**Work to complete**
Filter the data for lines with the word "true" and copy those lines.

**Input records**
BEGIN

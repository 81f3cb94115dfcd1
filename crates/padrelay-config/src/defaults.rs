//! Default values shared by the config types and the relay runtime.

/// Bytes read from a source endpoint per forwarding iteration.
pub const DEFAULT_BUFFER_SIZE: usize = 16 * 1024;
/// Largest value `buffer_size` may take.
pub const MAX_BUFFER_SIZE: usize = u16::MAX as usize;
/// Largest magnitude allowed for either padding range bound.
pub const MAX_PADDING_MAGNITUDE: i32 = u16::MAX as i32;

pub const DEFAULT_TLS_MIN_VERSION: &str = "tls12";
pub const DEFAULT_TLS_MAX_VERSION: &str = "tls13";

pub const DEFAULT_LOG_LEVEL: &str = "info";
pub const DEFAULT_CONNECTION_BACKLOG: u32 = 1024;

pub const DEFAULT_CONFIG_PATH: &str = "padrelay.toml";

macro_rules! default_fns {
    ($($fn_name:ident => $const_name:ident : $ty:ty),* $(,)?) => {
        $(
            pub(crate) fn $fn_name() -> $ty {
                $const_name
            }
        )*
    };
}

macro_rules! default_string_fns {
    ($($fn_name:ident => $const_name:ident),* $(,)?) => {
        $(
            pub(crate) fn $fn_name() -> String {
                $const_name.to_string()
            }
        )*
    };
}

default_fns! {
    default_buffer_size => DEFAULT_BUFFER_SIZE: usize,
}

default_string_fns! {
    default_min_tls_version => DEFAULT_TLS_MIN_VERSION,
    default_max_tls_version => DEFAULT_TLS_MAX_VERSION,
    default_log_level       => DEFAULT_LOG_LEVEL,
}
//! Padding policy.
//!
//! A write of `L` bytes padded by `p` produces units of length `L + p`, so a
//! negative `low` could ask for a unit of zero or negative length. The floor
//! `1 - L` keeps every unit at least one byte long.

use padrelay_config::PaddingRange;

/// Bounds actually used for a write of `len` bytes: `(max(low, 1 - len), high)`.
///
/// For `len == 0` with `high <= 0` the result has `low > high`; the send
/// primitive then pads by exactly `low`.
pub fn effective_range(len: usize, range: PaddingRange) -> (i64, i64) {
    let len = i64::try_from(len).unwrap_or(i64::MAX);
    let floor = 1 - len;
    (i64::from(range.low).max(floor), i64::from(range.high))
}
//! Configuration file loading and error types.

use std::{fs, path::Path};

use toml::{Table, Value};

use crate::Config;
use crate::errors::{ERROR_CONFIG, ERROR_IO};

#[derive(Debug, thiserror::Error)]
pub enum ConfigError {
    #[error("io: {0}")]
    Io(#[from] std::io::Error),
    #[error("toml: {0}")]
    Toml(#[from] toml::de::Error),
    #[error("validation: {0}")]
    Validation(String),
}

impl ConfigError {
    pub fn error_type(&self) -> &'static str {
        match self {
            ConfigError::Io(_) => ERROR_IO,
            ConfigError::Toml(_) | ConfigError::Validation(_) => ERROR_CONFIG,
        }
    }
}

pub fn load_config(path: impl AsRef<Path>) -> Result<Config, ConfigError> {
    let data = fs::read_to_string(path.as_ref())?;
    parse_config(&data)
}

/// Parse a TOML document, applying `[defaults]` under every relay.
///
/// Relays are not validated here; each relay is validated when its listener
/// is created so that one bad relay does not prevent the others from running.
pub fn parse_config(data: &str) -> Result<Config, ConfigError> {
    let mut root: Table = toml::from_str(data)?;
    let defaults = match root.remove("defaults") {
        Some(Value::Table(t)) => t,
        Some(_) => return Err(ConfigError::Validation("defaults must be a table".into())),
        None => Table::new(),
    };
    if let Some(relays) = root.get_mut("relays") {
        let Value::Table(relays) = relays else {
            return Err(ConfigError::Validation("relays must be a table".into()));
        };
        for (name, relay) in relays.iter_mut() {
            let Value::Table(relay) = relay else {
                return Err(ConfigError::Validation(format!(
                    "relays.{name} must be a table"
                )));
            };
            let mut merged = defaults.clone();
            merge_table(&mut merged, std::mem::take(relay));
            *relay = merged;
        }
    }
    Ok(Value::Table(root).try_into()?)
}

/// Overlay `overlay` onto `base`; nested tables merge key by key.
fn merge_table(base: &mut Table, overlay: Table) {
    for (key, value) in overlay {
        match (base.get_mut(&key), value) {
            (Some(Value::Table(existing)), Value::Table(incoming)) => {
                merge_table(existing, incoming);
            }
            (_, value) => {
                base.insert(key, value);
            }
        }
    }
}
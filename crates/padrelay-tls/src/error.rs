//! TLS error types.

use std::io;

use padrelay_config::errors::{ERROR_AUTH, ERROR_CONFIG, ERROR_IO, ERROR_TLS_HANDSHAKE};

/// Errors raised while building TLS contexts or establishing sessions.
#[derive(Debug, thiserror::Error)]
pub enum TlsError {
    #[error("IO error: {0}")]
    Io(#[from] io::Error),

    #[error("TLS error: {0}")]
    Tls(#[from] rustls::Error),

    #[error("handshake failed: {0}")]
    Handshake(#[source] io::Error),

    #[error("config error: {0}")]
    Config(String),

    #[error("certificate generation failed: {0}")]
    CertGeneration(String),

    #[error("verifier error: {0}")]
    Verifier(#[from] rustls::server::VerifierBuilderError),

    #[error("peer presented no certificate")]
    MissingPeerCertificate,

    #[error("invalid server name: {0}")]
    InvalidServerName(String),
}

impl TlsError {
    pub fn error_type(&self) -> &'static str {
        match self {
            TlsError::Io(_) => ERROR_IO,
            TlsError::Tls(_) | TlsError::Handshake(_) => ERROR_TLS_HANDSHAKE,
            TlsError::Config(_)
            | TlsError::CertGeneration(_)
            | TlsError::Verifier(_)
            | TlsError::InvalidServerName(_) => ERROR_CONFIG,
            TlsError::MissingPeerCertificate => ERROR_AUTH,
        }
    }
}
//! Handshake-time verifiers.
//!
//! Peer identity is checked after the handshake completes (see
//! [`crate::context`]), so during the handshake these verifiers accept any
//! chain and only check the handshake signatures against the presented
//! certificate.

use std::sync::Arc;

use rustls::client::danger::{HandshakeSignatureValid, ServerCertVerified, ServerCertVerifier};
use rustls::crypto::{CryptoProvider, verify_tls12_signature, verify_tls13_signature};
use rustls::pki_types::{CertificateDer, ServerName, UnixTime};
use rustls::server::danger::{ClientCertVerified, ClientCertVerifier};
use rustls::{DigitallySignedStruct, DistinguishedName, SignatureScheme};

/// Requests, but does not require, a client certificate.
#[derive(Debug)]
pub(crate) struct DeferredClientVerifier {
    provider: Arc<CryptoProvider>,
}

impl DeferredClientVerifier {
    pub(crate) fn new(provider: Arc<CryptoProvider>) -> Self {
        Self { provider }
    }
}

impl ClientCertVerifier for DeferredClientVerifier {
    fn offer_client_auth(&self) -> bool {
        true
    }

    fn client_auth_mandatory(&self) -> bool {
        false
    }

    fn root_hint_subjects(&self) -> &[DistinguishedName] {
        &[]
    }

    fn verify_client_cert(
        &self,
        _end_entity: &CertificateDer<'_>,
        _intermediates: &[CertificateDer<'_>],
        _now: UnixTime,
    ) -> Result<ClientCertVerified, rustls::Error> {
        Ok(ClientCertVerified::assertion())
    }

    fn verify_tls12_signature(
        &self,
        message: &[u8],
        cert: &CertificateDer<'_>,
        dss: &DigitallySignedStruct,
    ) -> Result<HandshakeSignatureValid, rustls::Error> {
        verify_tls12_signature(
            message,
            cert,
            dss,
            &self.provider.signature_verification_algorithms,
        )
    }

    fn verify_tls13_signature(
        &self,
        message: &[u8],
        cert: &CertificateDer<'_>,
        dss: &DigitallySignedStruct,
    ) -> Result<HandshakeSignatureValid, rustls::Error> {
        verify_tls13_signature(
            message,
            cert,
            dss,
            &self.provider.signature_verification_algorithms,
        )
    }

    fn supported_verify_schemes(&self) -> Vec<SignatureScheme> {
        self.provider
            .signature_verification_algorithms
            .supported_schemes()
    }
}

#[derive(Debug)]
pub(crate) struct DeferredServerVerifier {
    provider: Arc<CryptoProvider>,
}

impl DeferredServerVerifier {
    pub(crate) fn new(provider: Arc<CryptoProvider>) -> Self {
        Self { provider }
    }
}

impl ServerCertVerifier for DeferredServerVerifier {
    fn verify_server_cert(
        &self,
        _end_entity: &CertificateDer<'_>,
        _intermediates: &[CertificateDer<'_>],
        _server_name: &ServerName<'_>,
        _ocsp_response: &[u8],
        _now: UnixTime,
    ) -> Result<ServerCertVerified, rustls::Error> {
        Ok(ServerCertVerified::assertion())
    }

    fn verify_tls12_signature(
        &self,
        message: &[u8],
        cert: &CertificateDer<'_>,
        dss: &DigitallySignedStruct,
    ) -> Result<HandshakeSignatureValid, rustls::Error> {
        verify_tls12_signature(
            message,
            cert,
            dss,
            &self.provider.signature_verification_algorithms,
        )
    }

    fn verify_tls13_signature(
        &self,
        message: &[u8],
        cert: &CertificateDer<'_>,
        dss: &DigitallySignedStruct,
    ) -> Result<HandshakeSignatureValid, rustls::Error> {
        verify_tls13_signature(
            message,
            cert,
            dss,
            &self.provider.signature_verification_algorithms,
        )
    }

    fn supported_verify_schemes(&self) -> Vec<SignatureScheme> {
        self.provider
            .signature_verification_algorithms
            .supported_schemes()
    }
}
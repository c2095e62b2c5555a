use super::{ticked, user_shapes, EXCLUSIVE_STRUCTURE_MEMBER_TRAIT};
use crate::domain::traits::StructurallyExclusive;
use crate::domain::{Model, Shape, ShapeType};
use crate::validation::{Severity, ValidationEvent, Validator};

/// Enforces `structurallyExclusive` trait definitions
///
/// A `member` exclusive trait may be applied to one member of a structure.
/// A `target` exclusive trait may be applied to shapes targeted by at most
/// one member of a structure.
pub struct ExclusiveStructureMemberTrait;

impl ExclusiveStructureMemberTrait {
    fn check(model: &Model, structure: &Shape, events: &mut Vec<ValidationEvent>) {
        let members = structure.members();
        for (trait_id, definition) in model.trait_definitions() {
            let Some(exclusive) = definition.structurally_exclusive else {
                continue;
            };
            let offending: Vec<&str> = members
                .iter()
                .filter(|member| match exclusive {
                    StructurallyExclusive::Member => member.has_trait(trait_id),
                    StructurallyExclusive::Target => member
                        .target()
                        .and_then(|t| model.get_shape(t))
                        .is_some_and(|target| target.has_trait(trait_id)),
                })
                .filter_map(|member| member.member_name())
                .collect();
            if offending.len() < 2 {
                continue;
            }

            let message = match exclusive {
                StructurallyExclusive::Member => format!(
                    "The `{}` trait can be applied to only a single member of a structure, \
                     but it was found on the following members: {}",
                    trait_id.name(),
                    ticked(offending)
                ),
                StructurallyExclusive::Target => format!(
                    "Only a single member of a structure can target a shape marked with the \
                     `{}` trait, but it was found on the following members: {}",
                    trait_id.name(),
                    ticked(offending)
                ),
            };
            events.push(
                ValidationEvent::new(EXCLUSIVE_STRUCTURE_MEMBER_TRAIT, Severity::Error, message)
                    .with_shape(structure),
            );
        }
    }
}

impl Validator for ExclusiveStructureMemberTrait {
    fn name(&self) -> &str {
        EXCLUSIVE_STRUCTURE_MEMBER_TRAIT
    }

    fn validate(&self, model: &Model) -> Vec<ValidationEvent> {
        let mut events = Vec::new();
        for structure in user_shapes(model).filter(|s| s.shape_type() == ShapeType::Structure) {
            Self::check(model, structure, &mut events);
        }
        events
    }
}
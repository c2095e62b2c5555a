//! Selector expressions: a small query language over the shape graph
//!
//! A selector is a pipeline of steps separated by whitespace. Each step
//! receives the set of shapes produced by the previous one:
//!
//! ```text
//! structure > member [trait|required] > string
//! operation -[input]-> ~> [trait|sensitive]
//! :topdown([trait|auth], [trait|noAuth])
//! ```
//!
//! Evaluation is read-only and deterministic: the same selector applied to
//! the same model always yields the same set, returned in shape ID order.

mod ast;
mod attribute;
mod eval;
mod parser;

use crate::domain::{Model, Shape, ShapeId};
use ast::{Step, TypeFilter};
use eval::Evaluator;
use std::collections::BTreeSet;
use std::fmt;
use std::str::FromStr;
use thiserror::Error;

/// A selector expression that failed to parse
#[derive(Debug, Clone, Error, PartialEq)]
#[error("Invalid selector `{expression}` at position {position}: {message}")]
pub struct SelectorSyntaxError {
    expression: String,
    position: usize,
    message: String,
}

impl SelectorSyntaxError {
    pub(crate) fn new(expression: &str, position: usize, message: impl Into<String>) -> Self {
        Self {
            expression: expression.to_string(),
            position,
            message: message.into(),
        }
    }

    pub fn expression(&self) -> &str {
        &self.expression
    }

    /// Byte offset into the expression where parsing failed
    pub fn position(&self) -> usize {
        self.position
    }

    pub fn message(&self) -> &str {
        &self.message
    }
}

/// A parsed selector
#[derive(Debug, Clone)]
pub struct Selector {
    expression: String,
    steps: Vec<Step>,
    trait_relationships: bool,
}

impl Selector {
    pub fn parse(expression: &str) -> Result<Self, SelectorSyntaxError> {
        let steps = parser::parse_selector(expression)?;
        let trait_relationships = ast::uses_trait_relationships(&steps);
        Ok(Self {
            expression: expression.trim().to_string(),
            steps,
            trait_relationships,
        })
    }

    /// The `*` selector, matching every shape
    pub fn any() -> Self {
        Self {
            expression: "*".to_string(),
            steps: vec![Step::Type(TypeFilter::Any)],
            trait_relationships: false,
        }
    }

    pub fn expression(&self) -> &str {
        &self.expression
    }

    /// Shapes of `model` matched by the selector, in ID order
    pub fn select<'m>(&self, model: &'m Model) -> Vec<&'m Shape> {
        self.evaluate(model)
            .into_iter()
            .filter_map(|id| model.get_shape(id))
            .collect()
    }

    pub fn select_ids(&self, model: &Model) -> BTreeSet<ShapeId> {
        self.evaluate(model).into_iter().cloned().collect()
    }

    fn evaluate<'m>(&self, model: &'m Model) -> BTreeSet<&'m ShapeId> {
        let evaluator = Evaluator::new(model, self.trait_relationships);
        let shapes = evaluator.all_shapes();
        evaluator.eval(&self.steps, shapes)
    }
}

impl PartialEq for Selector {
    fn eq(&self, other: &Self) -> bool {
        self.expression == other.expression
    }
}

impl fmt::Display for Selector {
    fn fmt(&self, f: &mut fmt::Formatter<'_>) -> fmt::Result {
        write!(f, "{}", self.expression)
    }
}

impl FromStr for Selector {
    type Err = SelectorSyntaxError;

    fn from_str(s: &str) -> Result<Self, Self::Err> {
        Self::parse(s)
    }
}

#[cfg(test)]
mod tests {
    use super::*;
    use crate::domain::{prelude_trait, ShapeType, Trait};
    use serde_json::json;

    fn id(s: &str) -> ShapeId {
        ShapeId::parse(s).unwrap()
    }

    fn select(expression: &str, model: &Model) -> Vec<String> {
        Selector::parse(expression)
            .unwrap()
            .select(model)
            .iter()
            .map(|s| s.id().to_string())
            .collect()
    }

    fn simple(shape_type: ShapeType, name: &str) -> Shape {
        Shape::builder(shape_type).id(id(name)).build().unwrap()
    }

    fn foo_model() -> Model {
        let foo = Shape::builder(ShapeType::Structure)
            .id(id("ns#Foo"))
            .member("bar", id("ns#String"))
            .build()
            .unwrap();
        Model::builder()
            .add_shape(foo)
            .add_shape(simple(ShapeType::String, "ns#String"))
            .build()
    }

    fn service_model() -> Model {
        let service = Shape::builder(ShapeType::Service)
            .id(id("ns#Svc"))
            .version("2021-01-01")
            .add_operation(id("ns#Ping"))
            .add_resource(id("ns#Thing"))
            .add_trait(Trait::new(id("ns#auth"), json!({})))
            .build()
            .unwrap();
        let thing = Shape::builder(ShapeType::Resource)
            .id(id("ns#Thing"))
            .read(id("ns#GetThing"))
            .add_trait(Trait::new(id("ns#noAuth"), json!({})))
            .build()
            .unwrap();
        let ping = Shape::builder(ShapeType::Operation)
            .id(id("ns#Ping"))
            .input(id("ns#PingInput"))
            .build()
            .unwrap();
        let input = Shape::builder(ShapeType::Structure)
            .id(id("ns#PingInput"))
            .member_with("secret", id("ns#String"), |m| {
                m.add_trait(Trait::new(prelude_trait("sensitive"), json!(true)))
            })
            .build()
            .unwrap();
        let auth = Shape::builder(ShapeType::Structure)
            .id(id("ns#auth"))
            .add_trait(Trait::new(prelude_trait("trait"), json!({})))
            .build()
            .unwrap();
        Model::builder()
            .add_shapes([
                service,
                thing,
                ping,
                input,
                auth,
                simple(ShapeType::Operation, "ns#GetThing"),
                simple(ShapeType::String, "ns#String"),
            ])
            .build()
    }

    #[test]
    fn member_traversal() {
        let model = foo_model();
        assert_eq!(select("structure > member", &model), vec!["ns#Foo$bar"]);
        assert_eq!(select("structure > member > string", &model), vec!["ns#String"]);
        assert_eq!(select("string", &model), vec!["ns#String"]);
        assert_eq!(select("string < member", &model), vec!["ns#Foo$bar"]);
        assert_eq!(select("member < *", &model), vec!["ns#Foo"]);
    }

    #[test]
    fn recursive_closure_terminates_on_cycles() {
        let a = Shape::builder(ShapeType::Structure)
            .id(id("ns#A"))
            .member("b", id("ns#B"))
            .build()
            .unwrap();
        let b = Shape::builder(ShapeType::Structure)
            .id(id("ns#B"))
            .member("a", id("ns#A"))
            .build()
            .unwrap();
        let model = Model::builder().add_shapes([a, b]).build();
        assert_eq!(
            select("[id = ns#A] ~> structure", &model),
            vec!["ns#A", "ns#B"]
        );
    }

    #[test]
    fn selection_is_deterministic() {
        let model = service_model();
        let selector = Selector::parse("service ~> *").unwrap();
        assert_eq!(selector.select_ids(&model), selector.select_ids(&model));
    }

    #[test]
    fn relationship_filters() {
        let model = service_model();
        assert_eq!(select("operation -[input]-> structure", &model), vec!["ns#PingInput"]);
        assert_eq!(select("structure <-[input]- *", &model), vec!["ns#Ping"]);
        assert_eq!(
            select("operation -[bound]-> *", &model),
            vec!["ns#Svc", "ns#Thing"]
        );
        assert_eq!(
            select("operation [id = ns#GetThing] -[bound]-> resource", &model),
            vec!["ns#Thing"]
        );
        // plain traversal never follows bound edges
        assert!(select("operation > service", &model).is_empty());
        assert_eq!(
            select("service -[trait]-> *", &model),
            vec!["ns#auth"]
        );
    }

    #[test]
    fn closure_finds_nested_sensitive_members() {
        let model = service_model();
        assert_eq!(
            select("service ~> member [trait|sensitive]", &model),
            vec!["ns#PingInput$secret"]
        );
    }

    #[test]
    fn functions() {
        let model = foo_model();
        assert_eq!(
            select(":is(string, structure)", &model),
            vec!["ns#Foo", "ns#String"]
        );
        assert_eq!(select(":not(member)", &model), vec!["ns#Foo", "ns#String"]);
        assert_eq!(select("* :test(> member)", &model), vec!["ns#Foo"]);
        assert_eq!(select("* :not(> member)", &model), vec!["ns#Foo$bar", "ns#String"]);
    }

    #[test]
    fn top_down_qualification() {
        let model = service_model();
        assert_eq!(
            select(":topdown([trait|ns#auth], [trait|ns#noAuth])", &model),
            vec!["ns#Ping", "ns#Svc"]
        );
        assert_eq!(
            select(":topdown([trait|ns#auth])", &model),
            vec!["ns#GetThing", "ns#Ping", "ns#Svc", "ns#Thing"]
        );
    }

    #[test]
    fn top_down_starts_only_from_bindings() {
        let op = Shape::builder(ShapeType::Operation)
            .id(id("ns#Op"))
            .add_trait(Trait::new(id("ns#auth"), json!({})))
            .build()
            .unwrap();
        let data = Shape::builder(ShapeType::Structure)
            .id(id("ns#Data"))
            .add_trait(Trait::new(id("ns#auth"), json!({})))
            .build()
            .unwrap();
        let model = Model::builder().add_shapes([op, data]).build();
        assert_eq!(select(":topdown([trait|ns#auth])", &model), vec!["ns#Op"]);
    }

    #[test]
    fn attribute_filters() {
        let model = service_model();
        assert_eq!(select("[service|version ^= 2021]", &model), vec!["ns#Svc"]);
        assert_eq!(select("operation [id|name = ping i]", &model), vec!["ns#Ping"]);
        assert_eq!(
            select("[id|member]", &model),
            vec!["ns#PingInput$secret"]
        );
        assert_eq!(select("[@: @{id|name} = Ping, Svc]", &model), vec!["ns#Ping", "ns#Svc"]);
    }

    #[test]
    fn parse_errors_and_display() {
        let err = Selector::parse("structure [").unwrap_err();
        assert_eq!(err.expression(), "structure [");
        assert!(err.to_string().starts_with("Invalid selector `structure [`"));

        let selector: Selector = " string ".parse().unwrap();
        assert_eq!(selector.to_string(), "string");
        assert_eq!(Selector::any(), Selector::parse("*").unwrap());
    }
}
//! Domain models for the shape graph
//!
//! Contains the core model logic without any I/O concerns.

mod graph;
mod id;
mod model;
mod neighbor;
mod node;
pub mod prelude;
mod shape;
pub mod traits;

pub use graph::ShapeGraph;
pub use id::{is_valid_identifier, is_valid_namespace, ShapeId, ShapeIdError, PRELUDE_NAMESPACE};
pub use model::{Model, ModelBuilder, ModelError};
pub use neighbor::{
    NeighborIndex, NeighborProvider, Relationship, RelationshipDirection, RelationshipType,
};
pub use node::{Node, NodeType, SourceLocation};
pub use shape::{
    OperationShape, ResourceShape, ServiceShape, Shape, ShapeBuilder, ShapeError, ShapeKind,
    ShapeType,
};
pub use traits::{prelude_trait, Trait, TraitError, TraitFactory, TypedTrait};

END

**Written answer**
        true
                m.add_trait(Trait::new(prelude_trait("sensitive"), json!(true)))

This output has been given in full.